Наконец, минеральная вода выступает в своей традиционной функции избавителя от похмелья. Утром в клубе Лев ищет «минеральную воду без газа» (377). Ольга спорит: «Минеральная вода — это вода с газом. А без газа это просто вода» (378), но Лев, размешивая минералку ложкой, объясняет: «Минеральная вода — это минеральная вода. При чем здесь газ? Газ в ней присутствует в растворенном состоянии и выделяется, когда воду открывают. То есть когда происходит перепад давления» (378). В результате Лев добивается того, что газ из воды исчезает. Не только алкогольное, но и сексуальное похмелье исчерпывается минералкой. Маша после того, как Лев овладел ей через карту, «подмывается минеральной водой»[254] (391), рассуждая: «Это почти святая вода. Родниковая. Родник недавно освятили» (392). После близости с Ириной Марк пьет боржоми. Минералка может и предварять сексуальную близость: Лев, совращая Ольгу, «наливает себе минеральной воды и кладет в нее лед» (416), а затем помогает Ольге преодолеть страх перед льдом.

Подводя итог, можно сказать, что большинство напитков выступают в своих традиционных для русского менталитета функциях, т. е. «новые русские» оказываются не столько «новыми», сколько «русскими». Как и большинство их соотечественников, герои «Москвы» в переломные моменты своей судьбы, в экстремальных ситуациях предпочитают водку характерным, казалось бы, для новорусского мифа текиле, импортным ликерам и виски (исключение здесь составляет эстет Марк, пьющий перед самоубийством виски[255]); в моменты официальных торжеств пьют шампанское, а с похмелья (алкогольного или сексуального) пользуют минералку. Т. е. в «Москве» произошла редукция «новорусского» мифа реальностью или же традиционным русским мифом. Видимо, в том, что «новые русские» так и остались «русскими», до конца не став «новыми» и кроется причина их трагедии. Словно сбываются предсказания чеховского Ярцева из повести Чехова «Три года», который сказал: «Москва — это город, которому придется еще много страдать».[256] Таким образом, чеховское начало актуализируется в «Москве» не только на уровне внешних заимствований (имена персонажей, цитаты в репликах), но и на более глубинных уровнях смыслообразования. Трагедия «нового русского» в Москве конца XX века оказывается близка трагедии чеховских героев, живших на рубеже XIX–XX веков: и тем и другим довелось жить в переходные эпохи; и те и другие хотели перейти в новое время, но груз прошлого не пустил их туда, потому закономерным оказался кризис и каждого в отдельности, и целого поколения «новых русских», которые так и остались «русскими» — такими же, как чеховские герои. И не важно, Гаев это или Лопахин, Астров или Соленый, Яша или Фирс. Всех их объединяет то, что они — «русские». Точно так же «русскими» остаются и Майк, и Марк, и Лев, и Ирина со своими дочерьми. В числе прочего на это указывает функция спиртного в «Москве».

H. A. Веселова. Тверь

Spirytualia глазами поляка («Piękni dwudziestoletni» Марека Хласко)

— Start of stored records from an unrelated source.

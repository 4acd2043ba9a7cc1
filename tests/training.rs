use std::sync::Arc;

use ndarray::{arr1, Array1};
use training_loop_orchestration::{
    logs::{LOSSES, PER_SAMPLE_OUTPUTS},
    step, tensor::scalar, train_step, Batch, Extras, Jit, Logs, ManagedState, ManagedTrainStep,
    Optimizer, Params, StepContext, StepOutput, Strategy, StrategyRef, Tensor, TensorMap,
};

const SAMPLES: usize = 8;

fn init_logger() {
    let _ = env_logger::builder().is_test(true).try_init();
}

fn linear(params: &Params, x: &Tensor) -> training_loop_orchestration::Result<Tensor> {
    Ok(&(x * params.require("w")?) + params.require("b")?)
}

/// Points on y = 2x + 1 spread evenly over [-1, 1].
fn line() -> Batch {
    let x = Array1::linspace(-1.0f32, 1.0, SAMPLES);
    let y = x.mapv(|v| 2.0 * v + 1.0);
    Batch::new().with("x", x.into_dyn()).with("y", y.into_dyn())
}

fn state_on(strategy: impl Into<StrategyRef<ManagedState>>) -> ManagedState {
    let params = Params::new().with("w", scalar(0.0)).with("b", scalar(0.0));
    ManagedState::create(
        Arc::new(linear),
        params,
        Optimizer::gradient_descent(0.1),
        strategy,
        Extras::new(),
    )
    .unwrap()
}

fn mse_step() -> ManagedTrainStep<ManagedState> {
    train_step(
        |ctx: &StepContext<ManagedState>| {
            let batch = ctx.batch()?;
            let pred = ctx.state.apply(batch.require("x")?)?;
            let loss = (&pred - batch.require("y")?).mapv(|d| d * d).mean().unwrap_or(0.0);
            Ok(StepOutput::Logs(Logs::new().with(LOSSES, "mse", loss)))
        },
        "eager",
    )
    .unwrap()
}

fn train(mut state: ManagedState, steps: usize) -> ManagedState {
    let mut dispatcher = mse_step();
    for _ in 0..steps {
        let (logs, next) = dispatcher.call(state, Some(line()), None, None).unwrap();
        assert!(logs.scalar(LOSSES, "mse").is_some_and(f32::is_finite));
        state = next;
    }
    state
}

fn host_param(state: &ManagedState, name: &str) -> f32 {
    let host = state.clone().with_strategy("eager").unwrap();
    host.params().require(name).unwrap().sum()
}

fn assert_fits_line(state: &ManagedState) {
    let w = host_param(state, "w");
    let b = host_param(state, "b");
    assert!((w - 2.0).abs() < 0.05, "w = {w}");
    assert!((b - 1.0).abs() < 0.05, "b = {b}");
}

#[test]
fn linear_regression_converges_eagerly() {
    init_logger();
    let state = train(state_on("eager"), 200);
    assert_eq!(state.step(), 200);
    assert_fits_line(&state);
}

#[test]
fn linear_regression_converges_under_jit() {
    init_logger();
    let jit = Jit::new();
    let state = train(state_on(Strategy::new(jit.clone())), 200);
    assert_fits_line(&state);
    assert_eq!(jit.traces(), 1);
}

#[test]
fn linear_regression_converges_on_two_devices() {
    init_logger();
    let state = train(state_on("data_parallel:2"), 200);

    assert_eq!(state.params().require("w").unwrap().shape(), &[2]);
    assert_fits_line(&state);
}

#[test]
fn data_parallel_follows_the_eager_trajectory() {
    init_logger();
    let eager = train(state_on("eager"), 20);
    let parallel = train(state_on("data_parallel:2"), 20);

    for name in ["w", "b"] {
        let a = host_param(&eager, name);
        let b = host_param(&parallel, name);
        assert!((a - b).abs() < 1e-2, "{name}: eager {a}, data parallel {b}");
    }
}

#[test]
fn per_sample_outputs_are_tiled_back() {
    init_logger();
    let mut dispatcher = step(
        |ctx: &StepContext<ManagedState>| {
            let batch = ctx.batch()?;
            let pred = ctx.state.apply(batch.require("x")?)?;
            let loss = pred.mean().unwrap_or(0.0);
            let logs = Logs::new()
                .with(PER_SAMPLE_OUTPUTS, "pred", pred)
                .with(LOSSES, "mean_pred", loss);
            Ok(StepOutput::Logs(logs))
        },
        "eager",
    )
    .unwrap();

    let trained = train(state_on("eager"), 50);
    let (eager_logs, _) = dispatcher
        .call(trained.clone(), Some(line()), None, None)
        .unwrap();
    let parallel = trained.with_strategy("data_parallel:2").unwrap();
    let (parallel_logs, _) = dispatcher.call(parallel, Some(line()), None, None).unwrap();

    let expected = eager_logs.get(PER_SAMPLE_OUTPUTS, "pred").unwrap().as_tensor().unwrap();
    let tiled = parallel_logs.get(PER_SAMPLE_OUTPUTS, "pred").unwrap().as_tensor().unwrap();
    assert_eq!(tiled.shape(), &[SAMPLES]);
    assert!(tiled.iter().zip(expected).all(|(a, b)| (a - b).abs() < 1e-5));

    let mean = parallel_logs.get(LOSSES, "mean_pred").unwrap().as_tensor().unwrap();
    assert_eq!(mean.ndim(), 0);
    assert!((mean.sum() - expected.mean().unwrap()).abs() < 1e-5);
}

#[test]
fn batch_stats_are_averaged_across_devices() {
    init_logger();
    let mut dispatcher = train_step(
        |ctx: &StepContext<ManagedState>| {
            let batch = ctx.batch()?;
            let x = batch.require("x")?;
            let pred = ctx.state.apply(x)?;
            let loss = (&pred - batch.require("y")?).mapv(|d| d * d).mean().unwrap_or(0.0);
            let stats = TensorMap::new().with("mean", scalar(x.mean().unwrap_or(0.0)));
            Ok(StepOutput::Both(
                Logs::new().with(LOSSES, "mse", loss),
                ctx.state.with_batch_stats(stats),
            ))
        },
        "eager",
    )
    .unwrap();

    let x = arr1(&[1.0f32, 2.0, 3.0, 10.0]);
    let y = x.mapv(|v| 2.0 * v + 1.0);
    let batch = Batch::new().with("x", x.into_dyn()).with("y", y.into_dyn());

    let mut trained = Vec::new();
    for strategy in ["eager", "data_parallel:2"] {
        let params = Params::new().with("w", scalar(0.0)).with("b", scalar(0.0));
        let stats = TensorMap::new().with("mean", scalar(0.0));
        let state = ManagedState::create(
            Arc::new(linear),
            params,
            Optimizer::gradient_descent(0.1),
            strategy,
            Extras::new().with_batch_stats(stats),
        )
        .unwrap();

        let (_, state) = dispatcher.call(state, Some(batch.clone()), None, None).unwrap();
        let host = state.with_strategy("eager").unwrap();
        let mean = host.batch_stats().unwrap().require("mean").unwrap();
        assert_eq!(mean.ndim(), 0, "{strategy}");
        assert!((mean.sum() - 4.0).abs() < 1e-5, "{strategy}: mean = {}", mean.sum());
        trained.push(host);
    }

    for name in ["w", "b"] {
        let a = host_param(&trained[0], name);
        let b = host_param(&trained[1], name);
        assert!((a - b).abs() < 1e-2, "{name}: eager {a}, data parallel {b}");
    }
}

«Красивые, двадцатилетние» Марека Хласко (Marek Hłasko, 1934–1969) — автобиографическое повествование писателя, чья молодость пришлась на пятидесятые годы двадцатого века.[257] События личной жизни и творческие переживания повествователя находятся в тесной зависимости от общественной атмосферы в советизируемой Польше.[258] Отстаивая свою свободу художника и человека, молодой писатель уезжает на Запад и скитается по разным странам. Он с уважением и благодарностью относится к другим народам, говорит на их языках, но не перестает идентифицировать себя как поляка, пишущего о Польше: «Я не мог ответить, почему покинул родину, так как не покидал ее никогда».[259]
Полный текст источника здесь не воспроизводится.